В общем, после первых, особенно тяжких дней врачи твердо пообещали: через месяц вы из больницы сами уйдете. Поверил — и действительно через месяц ушел, навсегда унося в душе безмерную благодарность всем, кто знаниями, опытом, заботой, человечностью своей вернул меня к жизни. Был, вместе с тем, по моему глубокому убеждению, и еще один фактор моего выздоровления — сумасшедшая и прекрасная четверть века на заводе, на сумасшедшем и прекрасном Уралмаше моем, закалившем меня крепко и навсегда. Болеть было некогда, вот и не научился этому…

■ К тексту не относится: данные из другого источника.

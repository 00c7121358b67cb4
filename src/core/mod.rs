//! Vocaminary Captions Core Engine
//!
//! Core subtitle pipeline module.
//! Handles caption parsing, segmentation, multi-tier cache resolution,
//! rate-limit gating, and the caller-facing fetch orchestrator.

pub mod auth;
pub mod cache;
pub mod captions;
pub mod fetcher;
pub mod remote;
pub mod resolver;
pub mod settings;

// Re-export common types
mod types;
pub use types::*;

mod error;
pub use error::*;
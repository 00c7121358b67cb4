//! Caption Fetch Orchestrator
//!
//! Front door of the caption pipeline: resolves subtitles for a video,
//! normalizes whatever payload shape arrived into raw captions, runs
//! segmentation when the track needs it, and keeps the result as the
//! active caption set for playback lookups.
//!
//! User-facing conditions (cache provenance, quota usage, failures) are
//! reported through a [`NotificationSink`] so the presentation layer
//! decides how to surface them.

use std::sync::{Arc, RwLock};

use tracing::{info, warn};

use super::captions::{
    parse_vtt, segment_captions, segmentation_stats, CaptionData, CaptionKind, RawCaption,
    Segment, SegmentLimits,
};
use super::remote::TranscriptPayload;
use super::resolver::{ResolvedSubtitles, SubtitleResolver, SubtitleSource};
use super::{CoreError, CoreResult, TimeSec, UsageSnapshot};

// =============================================================================
// Notifications
// =============================================================================

/// User-facing failure classification.
#[derive(Clone, Debug, PartialEq)]
pub enum ErrorNotice {
    /// Daily quota exhausted; retrying today will not help
    DailyLimit,
    /// Temporarily rate limited
    RateLimited { wait_minutes: u64 },
    /// Could not reach the service
    Network,
    /// The service took too long
    Timeout,
    /// The video itself has no usable transcript
    UserIssue {
        kind: super::UpstreamErrorKind,
        message: String,
    },
    /// The transcript service is unhealthy
    ServerIssue {
        kind: super::UpstreamErrorKind,
        message: String,
    },
    /// Anything else
    Generic { message: String },
}

/// Where the active captions came from, for the status line.
#[derive(Clone, Debug, PartialEq)]
pub enum CacheNotice {
    Memory { age_minutes: i64 },
    Local { age_minutes: i64 },
    ServerCache,
    Fresh { source: SubtitleSource },
}

/// Receives user-facing events from the fetch pipeline.
pub trait NotificationSink: Send + Sync {
    fn error(&self, notice: ErrorNotice);
    fn cache_status(&self, notice: CacheNotice);
    fn usage(&self, usage: &UsageSnapshot);
}

/// Default sink that folds notifications into the log stream.
#[derive(Debug, Default)]
pub struct TracingNotifier;

impl NotificationSink for TracingNotifier {
    fn error(&self, notice: ErrorNotice) {
        warn!(?notice, "caption fetch failed");
    }

    fn cache_status(&self, notice: CacheNotice) {
        info!(?notice, "caption provenance");
    }

    fn usage(&self, usage: &UsageSnapshot) {
        info!(?usage, "quota usage");
    }
}

// =============================================================================
// Fetcher
// =============================================================================

/// Summary of a completed fetch, for callers that show a status line.
#[derive(Clone, Debug, PartialEq)]
pub struct FetchSummary {
    /// Number of display segments prepared
    pub count: usize,
    pub language: String,
    pub source: SubtitleSource,
    pub from_cache: bool,
}

/// The caption set currently prepared for playback.
#[derive(Clone, Debug)]
struct ActiveCaptions {
    video_id: String,
    segments: Vec<Segment>,
    caption_data: CaptionData,
}

/// Orchestrates resolution, segmentation, and the active caption set.
pub struct CaptionFetcher {
    resolver: Arc<SubtitleResolver>,
    sink: Arc<dyn NotificationSink>,
    limits: SegmentLimits,
    active: RwLock<Option<ActiveCaptions>>,
}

Пожалуй, не стоило бы уделять моей болезни столько внимания, но, к сожалению, это несвежее дежурное блюдо время от времени подается и сейчас в нужный кому-то момент. А в дни моего выздоровления жена приносила в больницу письма и телеграммы — доброжелательные и трогательные. Изо всех уголков Советского Союза писали люди — молодые и пожилые, знакомые и незнакомые, горожане и селяне, школьники и студенты. А адрес в основном был написан так: Москва, Кремль; Москва, клиническая больница или просто — Москва, Рыжкову Николаю Ивановичу. Бережно храню тысячи таких телеграмм и писем. Они очень помогли мне в самый, наверное, трудный период жизни.
В больницу я попал в ночь на 26 декабря, а спустя две недели, 10 января 91-го года, в палату зашел главврач и, словно зондируя, спросил осторожно:
— Михаил Сергеевич звонил, интересовался: когда он вас может навестить?
Любопытная постановка вопроса! Раньше, помнится, такой предупредительности Михаил Сергеевич не проявлял…
— Не я здесь хозяин, — ответил. — Вам решать: может ли и когда может…
А про себя подумал: чем скорее, тем лучше. Искренне считал: и для него, и для меня предстоящий разговор — тягостная, но неизбежная необходимость.
Горбачев приехал в субботу, 12-го, часам к пяти вечера. Тогда я уже самостоятельно передвигался по палате, но все средства связи с миром по-прежнему замыкались для меня на жене, которой, правда, дозволялось сидеть со мной теперь по целому часу в день. Так что это был первый визит из «большого мира», и я надеялся узнать от Президента немало важных новостей. Горбачев, вообще человек сентиментальный, этого качества своего не скрывающий, в тот вечер, увидев меня, растрогался и даже расстроился. Ничего удивительного: я и сам, когда стал бриться по утрам, ежедневно наблюдал в зеркале страшноватенького, мягко говоря, субъекта, исхудавшего, зеленого…
На следующий день в газетах появилось официальное сообщение, что Горбачев «нашел Николая Ивановича окрепшим. Между ними состоялась беседа о текущих делах, которыми живут страна, общество. Михаил Сергеевич пожелал Н. И. Рыжкову скорейшего выздоровления и передал сердечный привет от товарищей по работе. Н. И. Рыжков поблагодарил за внимание и дружескую поддержку, просил передать наилучшие пожелания всем, кто справлялся о его здоровье».